La vera emergenza oggi è la necessità di investire sui giovani con formazione e istruzione. «È però necessaria - secondo Lorenzo Maternini, vice presidente di Talent Garden – un’alleanza intergenerazionale che tenga conto di ciò che i giovani ora vogliono e desiderano. Non basta fare impresa per il mero fine economico, le nuove generazioni cercano sempre di più, qualcosa che vada oltre al business. Innovazione e digitale, ricerca e sostenibilità ambientale sono perciò concetti che si riempiono di un significato ben più esteso della loro mera applicazione produttiva, un senso che si fa sociale sia nel locale che nel globale. Not doing well, but doing good. Con una visione sui giovani ormai internazionale, Maternini indica tre parametri da seguire: formare all’innovazione, focalizzarsi sulle professioni STEM aggiungendo la A di arte (STEAM), fare impresa agile sul modello anglosassone».

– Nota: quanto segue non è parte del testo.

// SPDX-License-Identifier: MPL-2.0
//! Concealed recovery: when the cycle-equivalence pass caps a branch, the
//! capped cycle's region no longer falls out of any single class (its
//! edges are spread over the classes the cap sits on top of, as happens
//! with overlapping bubbles). Each capping bracket names the back-edge it
//! shadowed; re-running the boundary extraction over that back-edge's
//! fundamental cycle recovers the obscured region as `Concealed`.

use rustc_hash::FxHashSet;

use crate::cycle_equiv::CapEvent;
use crate::pvst::Family;
use crate::spanning_tree::SpanningTree;

use super::{extract_boundaries, Region};

pub(crate) fn find_concealed(
    st: &SpanningTree,
    caps: &[CapEvent],
    existing: &[Region],
) -> Vec<Region> {
    let mut seen: FxHashSet<(usize, usize)> =
        existing.iter().map(|r| (r.upper, r.lower)).collect();
    let mut regions = Vec::new();

    for cap in caps {
        for (be_id, be) in st.back_edges().iter().enumerate() {
            // the capped cycles are the ones closing at the cap's target
            // from below the branch node
            if be.upper != cap.upper || be.is_self() || be.inverting {
                continue;
            }
            if !st.is_ancestor(cap.origin, be.lower) {
                continue;
            }

            // tree edges of the back-edge's fundamental cycle
            let mut edges = Vec::new();
            let mut cur = be.lower;
            while cur != be.upper {
                edges.push(cur);
                cur = match st.parent_of(cur) {
                    Some(p) => p,
                    None => break,
                };
            }
            if cur != be.upper {
                continue;
            }

            if let Some(x) = extract_boundaries(st, &edges, &[be_id]) {
                if seen.insert((x.upper, x.lower)) {
                    regions.push(Region {
                        upper: x.upper,
                        lower: x.lower,
                        span: x.span,
                        holes: x.holes,
                        family: Family::Concealed,
                        hairpin: x.hairpin,
                    });
                }
            }
        }
    }
    regions
}

#[cfg(test)]
mod test {
    use crate::bidirected::VgBuilder;
    use crate::decompose::build_pvst;
    use crate::pvst::Family;
    use crate::types::VtxEnd::{Left, Right};
    use crate::types::VtxId;

    #[test]
    fn overlapping_bubbles_recover_a_concealed_region() {
        // bubble A: 1 -> {2 -> 3 | direct} -> 4; bubble B: 2 -> {3 | direct} -> 5.
        // they share the 2..3 chain, so bubble B's class is capped apart
        let mut b = VgBuilder::new();
        for id in 1..=5 {
            b.add_vertex(id, "A").unwrap();
        }
        b.add_edge(1, Right, 2, Left).unwrap();
        b.add_edge(2, Right, 3, Left).unwrap();
        b.add_edge(3, Right, 4, Left).unwrap();
        b.add_edge(1, Right, 4, Left).unwrap();
        b.add_edge(3, Right, 5, Left).unwrap();
        b.add_edge(2, Right, 5, Left).unwrap();
        let g = b.freeze().unwrap();
        let dec = build_pvst(&g).unwrap();

        assert_eq!(dec.pvst.len(), 3);
        let concealed: Vec<usize> = (1..dec.pvst.len())
            .filter(|&i| dec.pvst.vertex(i).family == Family::Concealed)
            .collect();
        assert_eq!(concealed.len(), 1);
        let r = dec.pvst.vertex(concealed[0]).route.unwrap();
        assert_eq!(r.start, (VtxId(2), Right));
        assert_eq!(r.end, (VtxId(5), Left));
        assert!(!r.hairpin);
        // the two overlapping regions are siblings
        assert_eq!(dec.pvst.vertex(1).parent, Some(0));
        assert_eq!(dec.pvst.vertex(2).parent, Some(0));
    }

    #[test]
    fn capped_multi_arm_bubble_is_not_duplicated() {
        // a three-arm bubble caps its sink fork, but the recovered cycles
        // describe the same region the flubble phase already found
        let mut b = VgBuilder::new();
        for id in 1..=5 {
            b.add_vertex(id, "A").unwrap();
        }
        for arm in [2, 3, 4] {
            b.add_edge(1, Right, arm, Left).unwrap();
            b.add_edge(arm, Right, 5, Left).unwrap();
        }
        let g = b.freeze().unwrap();
        let dec = build_pvst(&g).unwrap();
        assert_eq!(dec.pvst.len(), 2);
        assert_eq!(dec.pvst.vertex(1).family, Family::Parallel);
    }
}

È stato ribadito a più voci che il legame fra mondo produttivo e dell’istruzione è quindi una delle chiavi fondamentali. «Le grandi aziende di tecnologia sono dei polmoni che permettono alle università di fare la vera ricerca di base – aggiunge Maurizio Tamagnini, presidente del Consiglio di sorveglianza di STMicroelectronics. L’università non è più punto di riferimento periferico poiché nei laboratori si fa ricerca, si creano le condizioni per i giovani di essere assunti o diventare piccoli spin off per poi crescere, mettersi insieme, fondersi e guardare al mondo. Un ruolo decisivo lo giocano anche le famiglie perché è inaccettabile che ora come ora i bambini, i ragazzini non siano incentivati a seguire percorsi formativi nei campi della chimica, della fisica, della matematica o dell’informatica».